The Western genre, though, did not seem to bring out the talent he
displayed in other films. Along
with Cheyenne Autumn and Man with a Gun, Bite the Bullet
fails to make any significant musical mark on the listener.
While Viva Zapata is an all- time great film score and whose
story transpired in the same period as the classic
western, the film and score do not fit in the western genre.
The
disc is divided into three categories.
Aside from the sixteen tracks of film cues, there are two
additional suites: Mexico
Source Music and March Suite. The Mexico Source music section
features sub par
performances of traditional Spanish song with mediocre vocals, at best, in Ole,
Ole, . The
March Suite also offers an average rendition of Stars and Stripes
and an accelerated U.S. National Anthem medley.
This
disc starts off in average-western-score fashion with its Overture.
The description of this track could be echoed for several others.
It contains all of the music components one would come to expect
for a western of the mid-seventies, yet somehow it fails to distinguish
itself. It lacks the boldness
and character of a Bernstein western score, or the depth of a
Morricone-western
piece.
Maybe
the most unique track is track 4, Badlands.
It is a bit of a suspenseful track with tuba accents.
At the onset of the track, it is low and rumbling.
The brass and woodwind sections enter shortly and provide an
interesting contrast to the lower, darker end of the music.
By the conclusion; however, it rambles into the nondescript style
of the Overture, and The Race.
Night
Pause (track 7) and Old
Timer’s Horse (track 8) provide a relatively nice “pause” for
the listener.

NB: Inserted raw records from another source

impl Marshaler {
    /// Create a marshaler with an explicit direction.
    pub fn new(
        kind: MarshalKind,
        name: impl Into<String>,
        ctype: impl Into<String>,
        flags: Ownership,
        direction: Direction,
    ) -> Self {
        Self {
            kind,
            name: name.into(),
            ctype: ctype.into(),
            flags,
            direction,
        }
    }

    /// The no-op binding substituted for unresolvable return types.
    pub fn void() -> Self {
        Self::new(MarshalKind::Void, "", "void *", Ownership::empty(), Direction::In)
    }

    /// Which way this binding crosses the boundary.
    pub fn direction(&self) -> Direction {
        match self.kind {
            MarshalKind::CharAndLengthOut { .. }
            | MarshalKind::TdbDataPointer
            | MarshalKind::TdbData => Direction::OutDone,
            _ => self.direction,
        }
    }

    /// Interface family, used by the argument-folding rule.
    pub fn interface(&self) -> Interface {
        match self.kind {
            MarshalKind::Str | MarshalKind::BorrowedStr => Interface::Str,
            MarshalKind::Integer => Interface::Integer,
            MarshalKind::Char => Interface::SmallInteger,
            MarshalKind::CharAndLength { .. } | MarshalKind::CharAndLengthOut { .. } => {
                Interface::CharAndLength
            }
            MarshalKind::Timeval => Interface::Numeric,
            _ => Interface::Opaque,
        }
    }

    /// `PyArg_ParseTupleAndKeywords` format unit for this binding.
    pub fn format_unit(&self) -> &'static str {
        match self.kind {
            MarshalKind::Str | MarshalKind::BorrowedStr | MarshalKind::Char => "s",
            MarshalKind::CharAndLength { .. } => "s#",
            MarshalKind::CharAndLengthOut { .. }
            | MarshalKind::TdbDataPointer
            | MarshalKind::TdbData => "l",
            MarshalKind::Integer => "K",
            MarshalKind::Void => "",
            MarshalKind::OpaqueWrapper
            | MarshalKind::StructWrapper
            | MarshalKind::PointerStructWrapper => "O",
            MarshalKind::Timeval => "f",
        }
    }

    /// Host-side keyword under which the caller supplies this argument.
    ///
    /// `None` for Void (the host cannot supply it). Output buffers are keyed
    /// by their length argument, since that is what the caller passes.
    pub fn keyword(&self) -> Option<&str> {
        match &self.kind {
            MarshalKind::Void => None,
            MarshalKind::CharAndLengthOut { length, .. } => Some(length),
            _ => Some(&self.name),
        }
    }

    /// Signature text used in generated documentation.
    pub fn comment(&self) -> String {
        match &self.kind {
            MarshalKind::CharAndLength { length, length_type }
            | MarshalKind::CharAndLengthOut { length, length_type } => {
                format!("{} {}, {} {}", self.ctype, self.name, length_type, length)
            }
            _ => format!("{} {} ", self.ctype, self.name),
        }
    }

    /// Emit the local-storage declaration, honoring a default value.
    pub fn declare(&self, default: Option<&str>) -> String {
        match &self.kind {
            MarshalKind::Void => String::new(),
            MarshalKind::Str | MarshalKind::BorrowedStr => match default {
                Some(d) => format!("{} {}={};\n", self.ctype, self.name, d),
                None => format!("{} {};\n", self.ctype, self.name),
            },
            MarshalKind::CharAndLength { length, .. } => {
                let d = default.unwrap_or("\"\"");
                format!(
                    "char *{}={}; Py_ssize_t {}=strlen({});\n",
                    self.name, d, length, d
                )
            }
            MarshalKind::CharAndLengthOut { length, .. } => {
                // Output buffers ignore defaults; the caller passes a size.
                format!(
                    "char *{n}=\"\"; Py_ssize_t {l}=strlen(\"\");\nPyObject *tmp_{n};\n",
                    n = self.name,
                    l = length
                )
            }
            MarshalKind::Integer => {
                format!("uint64_t {}={};\n", self.name, default.unwrap_or("0"))
            }
            MarshalKind::Char => {
                format!(
                    "char {n}=0; char *str_{n} = {d};\n",
                    n = self.name,
                    d = default.unwrap_or("\"\\x0\"")
                )
            }
            MarshalKind::OpaqueWrapper
            | MarshalKind::StructWrapper
            | MarshalKind::PointerStructWrapper => {
                format!("Gen_wrapper *{};\n", self.name)
            }
            MarshalKind::TdbDataPointer | MarshalKind::TdbData => {
                format!("{} {};\n", self.ctype, self.name)
            }
            MarshalKind::Timeval => {
                format!("float {n}_flt; struct timeval {n};\n", n = self.name)
            }
        }
    }

    /// Address expression(s) for the host argument scatter-parse.
    ///
    /// `None` for Void, which has no host-suppliable slot.
    pub fn accept(&self) -> Option<String> {
        match &self.kind {
            MarshalKind::Void => None,
            MarshalKind::CharAndLength { length, .. } => {
                Some(format!("&{}, &{}", self.name, length))
            }
            MarshalKind::CharAndLengthOut { length, .. } => Some(format!("&{}", length)),
            MarshalKind::Char => Some(format!("&str_{}", self.name)),
            MarshalKind::TdbDataPointer | MarshalKind::TdbData => {
                Some(format!("{n}.dptr, &{n}.dsize", n = self.name))
            }
            MarshalKind::Timeval => Some(format!("&{}_flt", self.name)),
            _ => Some(format!("&{}", self.name)),
        }
    }

    /// Expression passed into the wrapped native call.
    pub fn call_arg(&self) -> String {
        match &self.kind {
            MarshalKind::Void => "NULL".to_string(),
            MarshalKind::CharAndLength { length, length_type }
            | MarshalKind::CharAndLengthOut { length, length_type } => {
                format!(
                    "({}){}, ({}){}",
                    self.ctype, self.name, length_type, length
                )
            }
            MarshalKind::OpaqueWrapper
            | MarshalKind::StructWrapper
            | MarshalKind::PointerStructWrapper => format!("{}->base", self.name),
            _ => self.name.clone(),
        }
    }

    /// Side effects emitted before the native call.
    pub fn pre_call(&self) -> String {
        match &self.kind {
            MarshalKind::Char => format!(
                "\nif(strlen(str_{n})!=1) {{\n  PyErr_Format(PyExc_ValueError,\n          \"You must only provide a single character for arg '{n}'\");\n  goto error;\n}};\n\n{n} = str_{n}[0];\n",
                n = self.name
            ),
            MarshalKind::CharAndLengthOut { length, .. } => format!(
                "tmp_{n} = PyString_FromStringAndSize(NULL, {l});\nPyString_AsStringAndSize(tmp_{n}, &{n}, (Py_ssize_t *)&{l});\n",
                n = self.name,
                l = length
            ),
            MarshalKind::OpaqueWrapper
            | MarshalKind::StructWrapper
            | MarshalKind::PointerStructWrapper => {
                if self.flags.contains(Ownership::OUT) || self.direction() != Direction::In {
                    String::new()
                } else {
                    format!(
                        "if(!type_check((PyObject *){n},&{t}_Type)) {{\n     PyErr_Format(PyExc_RuntimeError, \"{n} must be derived from type {t}\");\n     goto error;\n}};\n",
                        n = self.name,
                        t = self.ctype
                    )
                }
            }
            MarshalKind::Timeval => format!(
                "{n}.tv_sec = (int){n}_flt; {n}.tv_usec = ({n}_flt - {n}.tv_sec) * 1e6;\n",
                n = self.name
            ),
            _ => String::new(),
        }
    }

    /// Side effects emitted after the native call.
    pub fn post_call(&self) -> String {
        if self.flags.contains(Ownership::DESTRUCTOR) {
            "self->base = NULL;\n".to_string()
        } else {
            String::new()
        }
    }

    /// True when this binding's pre-call hook can jump to the error exit.
    pub fn pre_call_can_fail(&self) -> bool {
        match &self.kind {
            MarshalKind::Char => true,
            MarshalKind::OpaqueWrapper
            | MarshalKind::StructWrapper
            | MarshalKind::PointerStructWrapper => {
                !self.flags.contains(Ownership::OUT) && self.direction() == Direction::In
            }
            _ => false,
        }
    }

    /// True when `assign` emits an error-path jump.
    pub fn assign_can_fail(&self) -> bool {
        matches!(self.kind, MarshalKind::OpaqueWrapper)
    }

    /// Capture the native call's result into this binding's slot.
    pub fn assign(&self, call: &str, target: Option<&str>) -> String {
        let target = target.unwrap_or(&self.name);
        match &self.kind {
            MarshalKind::Void => format!("{call};\n"),
            MarshalKind::OpaqueWrapper => {
                let mut result = format!(
                    "{{\n       Object returned_object = (Object){call};\n\n       if(!returned_object) {{\n         PyErr_Format(PyExc_RuntimeError,\n                    \"Failed to create object {t}: %s\", __error_str);\n         ClearError();\n         goto error;\n       }};\n\n       {target} = new_class_wrapper(returned_object);\n       if(!{target}) goto error;\n    }}\n",
                    t = self.ctype,
                );
                if self.flags.contains(Ownership::BORROWED) {
                    result.push_str(&format!(
                        "talloc_increase_ref_count({target}->base);\n"
                    ));
                }
                result
            }
            MarshalKind::StructWrapper | MarshalKind::PointerStructWrapper => {
                let mut result = format!(
                    "\n{target} = (py{t} *)PyObject_New(py{t}, &{t}_Type);\n{target}->base = {call};\n",
                    t = self.ctype,
                );
                if self.flags.contains(Ownership::BORROWED) {
                    result.push_str(&format!(
                        "talloc_increase_ref_count({target}->base);\n"
                    ));
                }
                result
            }
            _ => format!("{target} = {call};\n"),
        }
    }

    /// Convert the native value into a host object in `py_result`.
    pub fn produce(&self, name: Option<&str>) -> String {
        let name = name.unwrap_or(&self.name);
        match &self.kind {
            MarshalKind::Str => {
                let mut result = format!(
                    "py_result = PyString_FromStringAndSize((char *){n}, strlen({n}));\n",
                    n = name
                );
                if !self.flags.contains(Ownership::BORROWED) {
                    result.push_str(&format!("talloc_free({name});\n"));
                }
                result
            }
            MarshalKind::BorrowedStr => format!(
                "py_result = PyString_FromStringAndSize((char *){n}, strlen({n}));\n",
                n = name
            ),
            MarshalKind::CharAndLength { length, .. } => format!(
                "py_result = PyString_FromStringAndSize((char *){name}, {length});\n"
            ),
            MarshalKind::CharAndLengthOut { .. } => format!(
                " _PyString_Resize(&tmp_{name}, func_return); \npy_result = tmp_{name};\n"
            ),
            MarshalKind::Integer => format!("py_result = PyLong_FromLong({name});\n"),
            MarshalKind::Char => format!(
                "str_{n} = &{n};\n    py_result = PyString_FromStringAndSize(str_{n}, 1);\n",
                n = name
            ),
            MarshalKind::Void => "Py_INCREF(Py_None); py_result = Py_None;\n".to_string(),
            MarshalKind::OpaqueWrapper
            | MarshalKind::StructWrapper
            | MarshalKind::PointerStructWrapper => {
                format!("py_result = (PyObject *){name};\n")
            }
            MarshalKind::TdbDataPointer => format!(
                "py_result = PyString_FromStringAndSize((char *){n}->dptr, {n}->dsize);\ntalloc_free({n});\n",
                n = name
            ),
            MarshalKind::TdbData => format!(
                "py_result = PyString_FromStringAndSize((char *){n}.dptr, {n}.dsize);\n",
                n = name
            ),
            MarshalKind::Timeval => format!(
                "{n}_flt = (double)({n}.tv_sec) + {n}.tv_usec / 1e6;\npy_result = PyFloat_FromDouble({n}_flt);\n",
                n = name
            ),
        }
    }

    /// True when producing this binding's value replaces the call's own
    /// return value rather than adding to it.
    pub fn consumes_call_result(&self) -> bool {
        matches!(self.kind, MarshalKind::CharAndLengthOut { .. })
    }
}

Night Pause
is a simple guitar melody found in many-a western, but it always works.
So it is with this piece as well as track 10, Respite.
Old Timer’s Horse continues to build on the simplicity of
track 7 but adds music for strings and solo trumpet.
Bite
the Bullet was
produced at the tail end of the Western-film era, the mid-seventies, and
it could be that North was looking to avoid copying any of the great
western scores that preceded this film.
Actually, it wouldn’t have been too bad of an idea.
Of course, he employs those musical elements that comprise any
western-score: lonely guitars, bristling brass, marching drums, and the
like. From that stand point, one could say that it sounds like any other
western; however, North just
doesn’t sew them together in such a way that brings more than the
slightest bit of intrigue., Considering all of the memorable
Western-scores that came before Bite the Bullet and even some of those
that were made right around the same time.
If
one is bent on collecting every Western score ever to be released then
Bite the Bullet is something to collect, otherwise, there are plenty of
other Western scores that will satisfy that portion of your musical
appetite.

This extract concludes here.